The beauty of the Roth IRA is that now we are creating retirement growth accounts, with enormous tax and protection benefits.  A Roth IRA grows without income tax, and the money comes back out of an IRA tax-free if you follow the rules. Thus, not only have we created a saving vehicle for your grandchild, but one which can be tax-free.  Assume that your grandchild works for you under this plan for 10 years, say from age 10 to 20.  You are providing a $5,000 gift which they are allowed (and you require) to deposit into the Roth IRA. Young people can afford a risk-based investment strategy, but let’s assume a conservative 7% average growth rate.  After those 10 years, the Roth IRA is now worth $74,000. That alone is an amazing gift from you, but it is even better than you think.
 
When a child is applying for financial assistance for college, from government or the university, the aid programs expect that a child is going to use their own income and assets, including UGMA accounts created for them, to pay for those expenses, and reduce their aid accordingly.  Guess what isn’t considered in that calculation? Their Roth IRA.  For college aid, their retirement accounts are considered off-limits, so your gift hasn’t impaired their college aid program.  If your child needs the money for college, it is still available to them, and college tuition counts as a tax-free distribution event, so they get the best of both worlds.
 
Lets encourage our grandchildren, however, not to use this money for college. Truth be told, few people fail to attend college because they can’t find a way to pay for it, and other options are available. Instead, let’s tell them to let the money ride.  Even if your child never makes another deposit to the IRA after those first 10 years, and they just let it stay invested, you create an enormous account for them because they get to take advantage of the wonderful power of tax-free compounding from a very young age.  Just letting that money sit, invested at 7% on average (including dividends and gains), tax-free all along, will provide your grandchild with an account balance of $1,030,000 at age 60, and the entire amount is tax-free.
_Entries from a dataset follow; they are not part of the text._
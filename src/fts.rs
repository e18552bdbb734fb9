//! Persistent full-text index over note content, kept in its own SQLite
//! file under the user cache directory. The source store is never written.
//!
//! Staleness is judged against the store's latest modification timestamp
//! plus a small slack. An empty index builds synchronously; a stale one is
//! served as-is while a single background rebuild runs on its own store
//! accessor, and the finished handle is swapped in on a later search.

use crate::blob;
use crate::cancel::CancelToken;
use crate::error::{Error, Result};
use crate::store::NotesStore;
use crossbeam_channel::{Receiver, Sender, unbounded};
use rusqlite::{Connection, OptionalExtension, params};
use std::path::{Path, PathBuf};
use std::sync::Arc;
use std::sync::Mutex;
use std::sync::atomic::{AtomicBool, AtomicU64, Ordering};
use std::thread::JoinHandle;
use time::OffsetDateTime;
use tracing::{debug, warn};

/// Modifications within this many seconds of the last build do not count as
/// staleness.
const STALENESS_SLACK_SECS: f64 = 5.0;

const PROGRESS_EVERY: usize = 50;

pub struct FtsHit {
    pub note_id: String,
    pub snippet: String,
}

pub struct FtsSearch {
    pub hits: Vec<FtsHit>,
    /// True when results were served from an index known to lag the store.
    pub stale: bool,
}

pub struct FtsIndex {
    path: PathBuf,
    conn: Mutex<Connection>,
    rebuilding: Arc<AtomicBool>,
    rebuilds_started: Arc<AtomicU64>,
    done_tx: Sender<Connection>,
    done_rx: Receiver<Connection>,
    worker: Mutex<Option<JoinHandle<()>>>,
}

impl FtsIndex {
    pub fn open(path: impl Into<PathBuf>) -> Result<Self> {
        let path = path.into();
        if let Some(parent) = path.parent() {
            std::fs::create_dir_all(parent)
                .map_err(|e| Error::StoreUnavailable(format!("{}: {e}", parent.display())))?;
        }
        let conn = open_index(&path)?;
        let (done_tx, done_rx) = unbounded();
        Ok(FtsIndex {
            path,
            conn: Mutex::new(conn),
            rebuilding: Arc::new(AtomicBool::new(false)),
            rebuilds_started: Arc::new(AtomicU64::new(0)),
            done_tx,
            done_rx,
            worker: Mutex::new(None),
        })
    }

    /// The index file under the user cache directory.
    pub fn open_default() -> Result<Self> {
        let cache = dirs::cache_dir()
            .ok_or_else(|| Error::StoreUnavailable("no cache directory".into()))?;
        Self::open(cache.join("notes-bridge").join("fts.sqlite"))
    }

    pub fn path(&self) -> &Path {
        &self.path
    }

    /// Rebuild the whole index from the store: clear + insert inside one
    /// transaction, so a failed or cancelled build leaves the previous
    /// contents untouched.
    pub fn build(
        &self,
        store: &NotesStore,
        progress: Option<&dyn Fn(usize, usize)>,
        cancel: &CancelToken,
    ) -> Result<usize> {
        let mut conn = self.lock_conn();
        build_into(&mut conn, store, progress, cancel)
    }

    /// Ranked phrase-OR search. Builds synchronously when the index is
    /// empty; flags and serves stale results while a background rebuild is
    /// in flight.
    pub fn search(
        &self,
        store: &NotesStore,
        query: &str,
        limit: usize,
        cancel: &CancelToken,
    ) -> Result<FtsSearch> {
        cancel.check()?;
        self.absorb_finished_rebuild();

        let mut stale = false;
        {
            let mut conn = self.lock_conn();
            let rows: i64 =
                conn.query_row("SELECT COUNT(*) FROM note_fts", [], |row| row.get(0))?;
            if rows == 0 {
                debug!("fts index empty, building synchronously");
                build_into(&mut conn, store, None, cancel)?;
            } else if is_stale(&conn, store)? {
                stale = true;
            }
        }
        if stale {
            self.start_background_rebuild(store)?;
        }

        let match_expr = phrase_query(query);
        if match_expr.is_empty() {
            return Ok(FtsSearch {
                hits: Vec::new(),
                stale,
            });
        }

        let conn = self.lock_conn();
        let mut stmt = conn.prepare(
            "SELECT note_id, snippet(note_fts, 4, '**', '**', '…', 20) \
             FROM note_fts WHERE note_fts MATCH ? ORDER BY rank LIMIT ?",
        )?;
        let iter = stmt.query_map(params![match_expr, limit as i64], |row| {
            Ok(FtsHit {
                note_id: row.get(0)?,
                snippet: row.get(1)?,
            })
        })?;
        let mut hits = Vec::new();
        for hit in iter {
            hits.push(hit?);
        }
        Ok(FtsSearch { hits, stale })
    }

    pub fn is_rebuilding(&self) -> bool {
        self.rebuilding.load(Ordering::SeqCst)
    }

    /// How many background rebuilds have ever been started on this handle.
    pub fn rebuilds_started(&self) -> u64 {
        self.rebuilds_started.load(Ordering::SeqCst)
    }

    /// Block until an in-flight background rebuild (if any) finishes and its
    /// handle has been swapped in.
    pub fn wait_for_rebuild(&self) {
        let handle = self.worker.lock().unwrap_or_else(|p| p.into_inner()).take();
        if let Some(handle) = handle {
            let _ = handle.join();
        }
        self.absorb_finished_rebuild();
    }

    fn lock_conn(&self) -> std::sync::MutexGuard<'_, Connection> {
        self.conn.lock().unwrap_or_else(|p| p.into_inner())
    }

    /// Swap in a connection handed back by a finished rebuild worker.
    fn absorb_finished_rebuild(&self) {
        while let Ok(fresh) = self.done_rx.try_recv() {
            *self.lock_conn() = fresh;
        }
    }

    /// At most one rebuild task in flight; later calls while one is running
    /// are no-ops. The worker opens its own store accessor and its own
    /// index connection, so nothing aliases the foreground handles.
    fn start_background_rebuild(&self, store: &NotesStore) -> Result<()> {
        if self.rebuilding.swap(true, Ordering::SeqCst) {
            return Ok(());
        }
        self.rebuilds_started.fetch_add(1, Ordering::SeqCst);

        let store_path = store.path().to_path_buf();
        let index_path = self.path.clone();
        let done_tx = self.done_tx.clone();
        let rebuilding = Arc::clone(&self.rebuilding);

        let handle = std::thread::spawn(move || {
            let outcome = (|| -> Result<Connection> {
                let store = NotesStore::open(store_path)?;
                let mut conn = open_index(&index_path)?;
                let count = build_into(&mut conn, &store, None, &CancelToken::new())?;
                debug!(count, "background fts rebuild finished");
                Ok(conn)
            })();
            match outcome {
                Ok(conn) => {
                    let _ = done_tx.send(conn);
                }
                Err(e) => warn!(error = %e, "background fts rebuild failed"),
            }
            rebuilding.store(false, Ordering::SeqCst);
        });
        *self.worker.lock().unwrap_or_else(|p| p.into_inner()) = Some(handle);
        Ok(())
    }
}

fn open_index(path: &Path) -> Result<Connection> {
    let conn = Connection::open(path)
        .map_err(|e| Error::StoreUnavailable(format!("{}: {e}", path.display())))?;
    conn.execute_batch(
        "CREATE VIRTUAL TABLE IF NOT EXISTS note_fts USING fts5(
            note_id UNINDEXED,
            title,
            snippet,
            folder,
            content,
            tokenize = 'porter unicode61'
        );
        CREATE TABLE IF NOT EXISTS fts_meta (
            key TEXT PRIMARY KEY,
            value REAL NOT NULL
        );",
    )?;
    Ok(conn)
}

fn build_into(
    conn: &mut Connection,
    store: &NotesStore,
    progress: Option<&dyn Fn(usize, usize)>,
    cancel: &CancelToken,
) -> Result<usize> {
    let rows = store.list_note_rows(&Default::default())?;
    let total = rows.len();

    let tx = conn.transaction()?;
    tx.execute("DELETE FROM note_fts", [])?;
    for (i, (pk, note)) in rows.into_iter().enumerate() {
        cancel.check()?;
        // Notes whose blob will not decode are indexed on metadata alone.
        let content = store
            .note_blob(pk)
            .ok()
            .and_then(|data| blob::decode(&data).ok())
            .map(|doc| doc.text)
            .unwrap_or_default();
        tx.execute(
            "INSERT INTO note_fts (note_id, title, snippet, folder, content) \
             VALUES (?, ?, ?, ?, ?)",
            params![
                note.id,
                note.title,
                note.snippet.as_deref().unwrap_or(""),
                note.folder.as_deref().unwrap_or(""),
                content
            ],
        )?;
        if let Some(progress) = progress
            && (i + 1).is_multiple_of(PROGRESS_EVERY)
        {
            progress(i + 1, total);
        }
    }
    let now = unix_now();
    tx.execute(
        "INSERT INTO fts_meta (key, value) VALUES ('last_build', ?) \
         ON CONFLICT(key) DO UPDATE SET value = excluded.value",
        [now],
    )?;
    tx.commit()?;
    if let Some(progress) = progress {
        progress(total, total);
    }
    Ok(total)
}

fn is_stale(conn: &Connection, store: &NotesStore) -> Result<bool> {
    let Some(latest) = store.latest_modification()? else {
        return Ok(false);
    };
    let last_build: Option<f64> = conn
        .query_row(
            "SELECT value FROM fts_meta WHERE key = 'last_build'",
            [],
            |row| row.get(0),
        )
        .optional()?;
    let Some(last_build) = last_build else {
        return Ok(true);
    };
    let latest_unix = latest.unix_timestamp() as f64;
    Ok(latest_unix > last_build + STALENESS_SLACK_SECS)
}

/// Escape each whitespace token as an FTS5 phrase, joined with OR.
fn phrase_query(query: &str) -> String {
    query
        .split_whitespace()
        .map(|tok| format!("\"{}\"", tok.replace('"', "\"\"")))
        .collect::<Vec<_>>()
        .join(" OR ")
}

fn unix_now() -> f64 {
    let now = OffsetDateTime::now_utc();
    now.unix_timestamp() as f64
}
That is in addition to the $5,000 they earned working each year.  Jackpot!
 
How did we do with our goal of a money conscious grandchild?  We took about $100,000 in total, and created grandchildren that see the value of work and helping others, taught them about taxes, tax returns, investment returns, and how to make money work for you.  We created a tax-free savings vehicle, and got money into it decades before most of their peers started even thinking about saving for the future. We provided spending money they earned each year, approximately $50,000. We empowered our grandchildren with a great starting point to build enthusiasm and excitement for their own saving programs as they mature. We saved this money in a way which doesn’t interfere with their college aid applications, and yet is available for college if they need it. 
 
We also have created an account which has tremendous asset protection. If the grandchild gets sued, has creditor problems, defaults on a loan, or has to file bankruptcy, the Roth IRA account is usually protected for them to keep.  If the Roth IRA you helped them create is kept separate from their own retirement savings during a marriage, the account is likely to escape being divided in the unfortunate event of a divorce proceeding. If your grandchild passes away, they can pass the Roth IRA to their spouse or their own children, and it remains income-tax free. And remember, you just created $1,000,000 for them, if not more. Even if your gifts are smaller than those described, the same concept still applies, though the numbers would obviously still be proportionately different.